Worried about Kids' Time Online?

Kids are smarter about online content than we think, but too much time online makes them unhappy.

For parents, regulating teens' time on cell phones, tablets and computers is new territory, and many make up the rules as they go along. It's not surprising. Online life is full of contradictions. Kids need their devices for homework, but they are also a major distraction from getting homework done. Social networking sites can give shy and socially awkward kids a place to socialize and be part of a group; they can also be a place of social torment.

A decade into the widespread use of smartphones, tablets and computers, two new studies offer parents a better understanding of how to make the most of the benefits of smartphones and social networks while reducing their downsides.

Young people's life satisfaction, self-esteem and happiness all showed a sharp drop after 2012, the same year that the percentage of Americans who owned a smartphone first rose above 50 percent.

The first study found that the happiest teens are those who spend about an hour a day in front of their various screens. Beyond that, as screen time rises, the study of over one million eighth-, tenth- and twelfth-graders in the United States found, unhappiness rises.

Jean Twenge, the lead author and professor of psychology at San Diego State University, believes that it's screen use that is driving up unhappiness, not the other way around: “By far the largest change in teens' lives between 2012 and 2016 was the increase in the amount of time they spent on digital media, and the subsequent decline in in-person social activities and sleep,” she said. “The advent of the smartphone is the most plausible explanation for the sudden decrease in teens' psychological well-being.”

The researchers looked at information from national surveys teens took yearly between 1991 and 2016, asking students questions about how much time they spent on their phones, tablets and computers, as well as questions about their face-to-face social interactions and their overall happiness.

Online life is full of contradictions. Kids need their devices for homework, but they are also a major distraction from getting homework done.
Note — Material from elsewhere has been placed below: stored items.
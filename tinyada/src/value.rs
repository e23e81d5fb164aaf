//! Values of constant expressions, and the operators that fold them.
//!
//! A value that could not be worked out at parse time is `None`; every
//! operator propagates it, as it does type mismatches, overflow and division
//! by zero.  Folding never fails loudly.

use std::fmt::Display;

use crate::token::TokenKind;

/// A known value of an expression
#[derive(Debug, Clone, PartialEq, Eq, PartialOrd, Ord, Hash)]
pub enum Value {
    Integer(i64),
    Boolean(bool),
    Str(String),
}

impl Value {
    /// Parse the text of a numeric literal
    pub fn from_literal(digits: &str) -> Option<Value> {
        digits.parse().ok().map(Value::Integer)
    }
}

impl Display for Value {
    fn fmt(&self, f: &mut std::fmt::Formatter<'_>) -> std::fmt::Result {
        match self {
            Value::Integer(i) => write!(f, "{i}"),
            Value::Boolean(b) => write!(f, "{b}"),
            Value::Str(s) => f.write_str(s),
        }
    }
}

/// Show a possibly unknown value
pub fn display(value: &Option<Value>) -> String {
    match value {
        Some(v) => v.to_string(),
        None => "unknown".to_string(),
    }
}

/// Apply a binary operator, given as the token that spells it
pub fn binary(op: TokenKind, lhs: Option<Value>, rhs: Option<Value>) -> Option<Value> {
    use Value::*;

    let (lhs, rhs) = (lhs?, rhs?);
    match (op, lhs, rhs) {
        (TokenKind::Plus, Integer(a), Integer(b)) => a.checked_add(b).map(Integer),
        (TokenKind::Minus, Integer(a), Integer(b)) => a.checked_sub(b).map(Integer),
        (TokenKind::Star, Integer(a), Integer(b)) => a.checked_mul(b).map(Integer),
        (TokenKind::Slash, Integer(a), Integer(b)) => floor_div(a, b).map(Integer),
        (TokenKind::KwMod, Integer(a), Integer(b)) => floor_mod(a, b).map(Integer),
        (TokenKind::Power, Integer(a), Integer(b)) => {
            a.checked_pow(u32::try_from(b).ok()?).map(Integer)
        }

        (TokenKind::KwAnd, Boolean(a), Boolean(b)) => Some(Boolean(a && b)),
        (TokenKind::KwOr, Boolean(a), Boolean(b)) => Some(Boolean(a || b)),

        (TokenKind::Equals, a, b) => same_type(&a, &b).then(|| Boolean(a == b)),
        (TokenKind::NotEquals, a, b) => same_type(&a, &b).then(|| Boolean(a != b)),
        (TokenKind::Less, a, b) => same_type(&a, &b).then(|| Boolean(a < b)),
        (TokenKind::LessEquals, a, b) => same_type(&a, &b).then(|| Boolean(a <= b)),
        (TokenKind::Greater, a, b) => same_type(&a, &b).then(|| Boolean(a > b)),
        (TokenKind::GreaterEquals, a, b) => same_type(&a, &b).then(|| Boolean(a >= b)),

        _ => None,
    }
}

/// Apply a unary operator: a sign (`+`/`-`) or `not`
pub fn unary(op: TokenKind, operand: Option<Value>) -> Option<Value> {
    match (op, operand?) {
        (TokenKind::Plus, Value::Integer(a)) => Some(Value::Integer(a)),
        (TokenKind::Minus, Value::Integer(a)) => a.checked_neg().map(Value::Integer),
        (TokenKind::KwNot, Value::Boolean(b)) => Some(Value::Boolean(!b)),
        _ => None,
    }
}

fn same_type(a: &Value, b: &Value) -> bool {
    std::mem::discriminant(a) == std::mem::discriminant(b)
}

/// Integer division rounding towards negative infinity
fn floor_div(a: i64, b: i64) -> Option<i64> {
    let q = a.checked_div(b)?;
    if a % b != 0 && (a < 0) != (b < 0) {
        Some(q - 1)
    } else {
        Some(q)
    }
}

/// Remainder taking the sign of the divisor
fn floor_mod(a: i64, b: i64) -> Option<i64> {
    let r = a.checked_rem(b)?;
    if r != 0 && (r < 0) != (b < 0) {
        Some(r + b)
    } else {
        Some(r)
    }
}

#[cfg(test)]
mod tests {
    use super::*;

    fn int(i: i64) -> Option<Value> {
        Some(Value::Integer(i))
    }

    fn boolean(b: bool) -> Option<Value> {
        Some(Value::Boolean(b))
    }

    #[test]
    fn arithmetic() {
        assert_eq!(binary(TokenKind::Plus, int(2), int(3)), int(5));
        assert_eq!(binary(TokenKind::Minus, int(2), int(3)), int(-1));
        assert_eq!(binary(TokenKind::Star, int(4), int(3)), int(12));
        assert_eq!(binary(TokenKind::Power, int(2), int(10)), int(1024));
    }

    #[test]
    fn division_rounds_down() {
        assert_eq!(binary(TokenKind::Slash, int(7), int(2)), int(3));
        assert_eq!(binary(TokenKind::Slash, int(-7), int(2)), int(-4));
        assert_eq!(binary(TokenKind::KwMod, int(7), int(3)), int(1));
        assert_eq!(binary(TokenKind::KwMod, int(-7), int(3)), int(2));
        assert_eq!(binary(TokenKind::KwMod, int(7), int(-3)), int(-2));
    }

    #[test]
    fn failures_are_unknown() {
        assert_eq!(binary(TokenKind::Slash, int(1), int(0)), None);
        assert_eq!(binary(TokenKind::KwMod, int(1), int(0)), None);
        assert_eq!(binary(TokenKind::Power, int(2), int(-1)), None);
        assert_eq!(binary(TokenKind::Star, int(i64::MAX), int(2)), None);
        assert_eq!(binary(TokenKind::Plus, int(1), boolean(true)), None);
        assert_eq!(binary(TokenKind::Plus, None, int(1)), None);
        assert_eq!(unary(TokenKind::Minus, int(i64::MIN)), None);
        assert_eq!(unary(TokenKind::KwNot, int(1)), None);
    }

    #[test]
    fn logic_and_comparison() {
        assert_eq!(binary(TokenKind::KwAnd, boolean(true), boolean(false)), boolean(false));
        assert_eq!(binary(TokenKind::KwOr, boolean(true), boolean(false)), boolean(true));
        assert_eq!(binary(TokenKind::Less, int(1), int(2)), boolean(true));
        assert_eq!(binary(TokenKind::NotEquals, int(1), int(2)), boolean(true));
        assert_eq!(
            binary(
                TokenKind::Equals,
                Some(Value::Str("a".into())),
                Some(Value::Str("a".into()))
            ),
            boolean(true)
        );
        assert_eq!(binary(TokenKind::Equals, int(1), boolean(true)), None);
        assert_eq!(unary(TokenKind::KwNot, boolean(true)), boolean(false));
    }

    #[test]
    fn literals() {
        assert_eq!(Value::from_literal("042"), int(42));
        assert_eq!(Value::from_literal("99999999999999999999"), None);
        assert_eq!(display(&None), "unknown");
        assert_eq!(display(&int(-3)), "-3");
    }
}
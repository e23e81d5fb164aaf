use std::{
    io::{self, IsTerminal},
    ops::Range,
};

use ariadne::{Color, Config, Label, ReportKind, Source};
use clap::ColorChoice;
use tinyada::{Diagnostic, Level, Sink};

type Report = ariadne::Report<'static, (String, Range<usize>)>;

/// Helper function to convert TinyAda diagnostics to a prettier format.
pub fn to_report(file: &str, diag: &Diagnostic, color: bool) -> Report {
    let (kind, label_color) = match diag.level() {
        Level::Error => (ReportKind::Error, Color::Red),
        Level::Warning => (ReportKind::Warning, Color::Yellow),
    };

    let message = diag.kind.to_string();
    Report::build(kind, file.to_string(), diag.start)
        .with_message(&message)
        .with_label(
            Label::new((file.to_string(), diag.location()))
                .with_message(message)
                .with_color(label_color),
        )
        .with_config(Config::default().with_color(color))
        .finish()
}

/// Sink rendering diagnostics as source excerpts on stderr.  Output of the
/// `print` procedure still goes to stdout.
pub struct ReportSink {
    /// File name and source text.  Every byte of the source is one character,
    /// so character offsets and byte offsets agree.
    cache: (String, Source),

    color: bool,
}

impl ReportSink {
    pub fn new(name: String, source: &[u8], color: ColorChoice) -> Self {
        let text = source.iter().map(|&b| char::from(b)).collect::<String>();
        let color = match color {
            ColorChoice::Always => true,
            ColorChoice::Never => false,
            ColorChoice::Auto => io::stderr().is_terminal(),
        };

        ReportSink {
            cache: (name, Source::from(text)),
            color,
        }
    }
}

impl Sink for ReportSink {
    fn diagnostic(&mut self, diagnostic: Diagnostic) {
        let report = to_report(&self.cache.0, &diagnostic, self.color);
        if let Err(e) = report.eprint(&mut self.cache) {
            tracing::warn!("unable to write diagnostic report: {e}");
        }
    }

    fn print(&mut self, line: String) {
        println!("{line}");
    }
}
The study, published in the journal, Emotion, found young people's life satisfaction, self-esteem and happiness all showed a sharp drop after 2012, the same year that the percentage of Americans who owned a smartphone first rose above 50 percent. And while this could be a coincidence, other studies have also found a link between time spent on smartphones and unhappiness.
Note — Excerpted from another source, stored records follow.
use std::{collections::HashMap, io::Read, sync::OnceLock};

use crate::{
    char_source::CharSource,
    diagnostic::{Diagnostic, DiagnosticKind, Sink},
    token::{self, Token, TokenKind},
};

/// State for converting a character stream into a token stream.  Tokens are
/// produced one at a time, on request from the parser.
pub struct Lexer<'s, R: Read> {
    /// Where characters are read from and errors reported to
    source: CharSource<'s, R>,
}

impl<'s, R: Read> Lexer<'s, R> {
    pub fn new(source: CharSource<'s, R>) -> Self {
        Self { source }
    }

    /// Get all tokens for a source file, ending with the end of file token.
    pub fn run(reader: R, sink: &'s mut dyn Sink) -> Vec<Token> {
        let mut lexer = Lexer::new(CharSource::new(reader, sink));

        let mut tokens = vec![];
        loop {
            let tok = lexer.next_token();
            let eof = tok.is(TokenKind::Eof);
            tokens.push(tok);
            if eof {
                break;
            }
        }

        tokens
    }

    /// The character source the lexer reads from
    pub fn source(&mut self) -> &mut CharSource<'s, R> {
        &mut self.source
    }

    /// Get the next available token.  Once the input is exhausted, every call
    /// returns an end of file token.  Lexical errors are reported and turned
    /// into unexpected tokens, lexing always carries on.
    pub fn next_token(&mut self) -> Token {
        while self.source.peek().is_some_and(is_ignored) {
            self.source.consume();
        }

        let start = self.source.offset();
        let tok = match self.source.peek() {
            None => Token::plain(TokenKind::Eof, start, start),
            Some('\n') => {
                self.source.consume();
                Token::plain(TokenKind::Newline, start, start + 1)
            }
            Some(c) if c.is_ascii_alphabetic() => self.alphabetic(start),
            Some(c) if c.is_ascii_digit() => self.integer(start),
            Some('"') => self.string(start),
            Some(_) => self.operator(start),
        };

        tracing::trace!("lexed {tok} at {}..{}", tok.start, tok.end);
        tok
    }

    /// Scan an identifier or a reserved word
    fn alphabetic(&mut self, start: usize) -> Token {
        let mut value = String::new();
        while let Some(c) = self.source.peek().filter(|&c| !is_delimiter(c)) {
            value.push(c);
            self.source.consume();
        }

        let end = self.source.offset();
        match keywords().get(value.as_str()) {
            Some(&kind) => Token::plain(kind, start, end),
            None => Token::with_text(TokenKind::Identifier, value, start, end),
        }
    }

    /// Scan an integer literal, a series of digits.  The digits are kept as
    /// text, converting them to a number is left to the parser.
    fn integer(&mut self, start: usize) -> Token {
        let mut value = String::new();
        while let Some(c) = self.source.peek().filter(char::is_ascii_digit) {
            value.push(c);
            self.source.consume();
        }

        Token::with_text(TokenKind::NumericLiteral, value, start, self.source.offset())
    }

    /// Scan a string literal.  The quotes are not part of the value.  A string
    /// must be closed on the line it was opened.
    fn string(&mut self, start: usize) -> Token {
        self.source.consume(); // opening quote

        let mut value = String::new();
        loop {
            match self.source.peek() {
                Some('"') => {
                    self.source.consume();
                    break;
                }
                Some('\n') | None => {
                    let end = self.source.offset();
                    self.source
                        .report(Diagnostic::new(DiagnosticKind::UnterminatedString, start..end));
                    break;
                }
                Some(c) => {
                    value.push(c);
                    self.source.consume();
                }
            }
        }

        Token::with_text(TokenKind::StringLiteral, value, start, self.source.offset())
    }

    /// Scan an operator symbol.  Characters that do not start any operator
    /// are reported and returned as an unexpected token.
    fn operator(&mut self, start: usize) -> Token {
        let Some(first) = self.source.consume() else {
            return Token::plain(TokenKind::Eof, start, start);
        };

        if first == '.' && self.source.peek() == Some('.') {
            self.source.consume();
            return Token::plain(TokenKind::DotDot, start, start + 2);
        }

        if let Some(&(_, kind)) = token::SINGLE_OPERATORS.iter().find(|(c, _)| *c == first) {
            return Token::plain(kind, start, start + 1);
        }

        if let Some(&(_, single)) = token::PREFIX_OPERATORS.iter().find(|(c, _)| *c == first) {
            let double = self.source.peek().and_then(|second| {
                token::DOUBLE_OPERATORS
                    .iter()
                    .find(|(s, _)| s.starts_with(first) && s.ends_with(second))
                    .map(|&(_, kind)| kind)
            });

            return match double {
                Some(kind) => {
                    self.source.consume();
                    Token::plain(kind, start, start + 2)
                }
                None => Token::plain(single, start, start + 1),
            };
        }

        self.source.report(Diagnostic::new(
            DiagnosticKind::UnexpectedCharacter(first),
            start..start + 1,
        ));
        Token::with_text(TokenKind::Unexpected, first.to_string(), start, start + 1)
    }
}

/// Characters skipped between tokens.  Newlines are tokens of their own.
fn is_ignored(c: char) -> bool {
    matches!(c, ' ' | '\r' | '\t')
}

/// Characters that cannot be part of an identifier or reserved word
fn is_delimiter(c: char) -> bool {
    is_ignored(c) || c == '\n' || (c.is_ascii_punctuation() && c != '_')
}

/// Get a mapping from keyword strings to their token kind
fn keywords() -> &'static HashMap<&'static str, TokenKind> {
    static KEYWORDS: OnceLock<HashMap<&'static str, TokenKind>> = OnceLock::new();
    KEYWORDS.get_or_init(|| HashMap::from(token::KEYWORD_DATA))
}

#[cfg(test)]
mod tests {
    use super::*;
    use crate::{diagnostic::Collector, token::Lexeme};

    fn lex(source: &str) -> (Vec<Token>, Collector) {
        let mut sink = Collector::new();
        let tokens = Lexer::run(source.as_bytes(), &mut sink);
        (tokens, sink)
    }

    fn kinds(source: &str) -> Vec<TokenKind> {
        lex(source).0.iter().map(Token::kind).collect()
    }

    #[test]
    fn procedure_header() {
        use TokenKind::*;
        assert_eq!(
            kinds("procedure P is\nbegin"),
            [KwProcedure, Identifier, KwIs, Newline, KwBegin, Eof]
        );
    }

    #[test]
    fn identifiers_are_lowercased() {
        let (tokens, _) = lex("Total_Sum");
        assert_eq!(
            tokens[0].lexeme,
            Lexeme::WithText(TokenKind::Identifier, "total_sum".into())
        );
        assert_eq!((tokens[0].start, tokens[0].end), (0, 9));
    }

    #[test]
    fn double_operators() {
        use TokenKind::*;
        assert_eq!(
            kinds("x:=1**2 /= 3<=4>=5 1..2"),
            [
                Identifier,
                Assign,
                NumericLiteral,
                Power,
                NumericLiteral,
                NotEquals,
                NumericLiteral,
                LessEquals,
                NumericLiteral,
                GreaterEquals,
                NumericLiteral,
                NumericLiteral,
                DotDot,
                NumericLiteral,
                Eof
            ]
        );
    }

    #[test]
    fn prefix_operator_falls_back_to_single() {
        use TokenKind::*;
        assert_eq!(
            kinds("a:b*c/d<e>f"),
            [
                Identifier, Colon, Identifier, Star, Identifier, Slash, Identifier, Less,
                Identifier, Greater, Identifier, Eof,
            ]
        );
        // `*=` is not an operator, so it is `*` followed by `=`
        assert_eq!(kinds("*="), [Star, Equals, Eof]);
    }

    #[test]
    fn string_literal_excludes_quotes() {
        let (tokens, sink) = lex("\"Hello World\";");
        assert_eq!(tokens[0].text(), Some("hello world"));
        assert!(tokens[0].is(TokenKind::StringLiteral));
        assert!(tokens[1].is(TokenKind::SemiColon));
        assert!(sink.diagnostics.is_empty());
    }

    #[test]
    fn unterminated_string_is_reported() {
        let (tokens, sink) = lex("\"abc\nx");
        assert_eq!(tokens[0].text(), Some("abc"));
        assert!(tokens[1].is(TokenKind::Newline));
        assert_eq!(sink.messages(), ["E: unterminated string literal"]);
    }

    #[test]
    fn unexpected_characters_do_not_stop_lexing() {
        let (tokens, sink) = lex("a # b . c");
        let kinds: Vec<_> = tokens.iter().map(Token::kind).collect();
        assert_eq!(
            kinds,
            [
                TokenKind::Identifier,
                TokenKind::Unexpected,
                TokenKind::Identifier,
                TokenKind::Unexpected,
                TokenKind::Identifier,
                TokenKind::Eof
            ]
        );
        assert_eq!(tokens[1].text(), Some("#"));
        assert_eq!(
            sink.messages(),
            ["E: unexpected symbol '#'", "E: unexpected symbol '.'"]
        );
    }

    #[test]
    fn eof_repeats() {
        let mut sink = Collector::new();
        let mut lexer = Lexer::new(CharSource::new("  ".as_bytes(), &mut sink));
        assert!(lexer.next_token().is(TokenKind::Eof));
        assert!(lexer.next_token().is(TokenKind::Eof));
    }

    #[test]
    fn integer_keeps_leading_zeros() {
        let (tokens, _) = lex("042;");
        assert_eq!(tokens[0].text(), Some("042"));
    }

    #[test]
    fn identifier_stops_at_punctuation() {
        use TokenKind::*;
        assert_eq!(
            kinds("a(i,j);"),
            [Identifier, LeftParen, Identifier, Comma, Identifier, RightParen, SemiColon, Eof]
        );
    }
}
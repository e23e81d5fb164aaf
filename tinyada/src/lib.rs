#![forbid(unsafe_code)]

mod char_source;
mod compiler;
mod diagnostic;
mod lexer;
mod parser;
mod symbol_table;
mod token;
mod value;

#[cfg(test)]
mod lexer_property_tests;

pub use char_source::CharSource;
pub use compiler::Compiler;
pub use diagnostic::{Collector, Diagnostic, DiagnosticKind, Expected, Level, Sink, TextSink};
pub use lexer::Lexer;
pub use parser::{ClosedScope, Options, ParseOutput, Parser, SyntaxFault};
pub use symbol_table::{Role, Scope, SymbolEntry, SymbolError, SymbolTable};
pub use token::{Lexeme, Token, TokenKind};
pub use value::Value;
The connection between phones and adolescents' emotional health is about what teens are — or aren't — doing when they are not on their phone or computer. Teens who spent more time on screen-based activities such as social media, texting and gaming, at the expense of non-screen activities, such as in-person social interaction, sports, exercise and homework, had lower psychological well-being.

“The key to digital media use and happiness is limited use, Twenge advises. “Aim to spend no more than two hours a day on digital media, and try to increase the amount of time you spend seeing friends face-to-face and exercising — two activities reliably linked to greater happiness.”

Make Media Rules that Give Teens Credit

Screen time is not good or bad. It's both, and parents who develop a deeper understanding of their children's use of it are likely to be able to set limits that respect their kids and that their kids will respect. For example a British study of teens' use of social media to get health information came up with some reassuring results. It found that when teens are searching the Internet for information, they are more discriminating about media content than adults often give them credit for.

Parents who develop a deeper understanding of their children's use of online resources are likely to be able to set limits that respect their kids and that their kids will respect.

So rather than encouraging teens to limit their screen time or issuing a blanket demand that they do so, the authors of this study, published in Sport, Education and Society, recommend that parents focus instead on teaching their children how to be better at judging the legitimacy and value of the content they are reading online: “[R]elevant adults can reduce risk and realize more of the positive impacts of social media for young people by focusing on content, and the ways in which content is shaped in the interplay between interactive functionalities of social media (e.g., likes and followers) and young people's social uses of social media (e.g., friends, information).”

Being able to discriminate between a site with information that is based on verifiable research and one that is funded by an interest group or promoting a commercial product is a useful skill that kids can carry into adulthood.

So, yes, there is plenty of health-related misinformation to be found online, but there is no denying that online services and social media help people's health in many ways. For example, online services have made health information and social support readily available; they can even help people keep food diaries.

In addition to paying attention to the quality of content their kids are accessing, parents need to be on the lookout for the times when teens switch from controlling online media to a point where the media is controlling them — something that has probably happened to all of us at one time or another, unfortunately.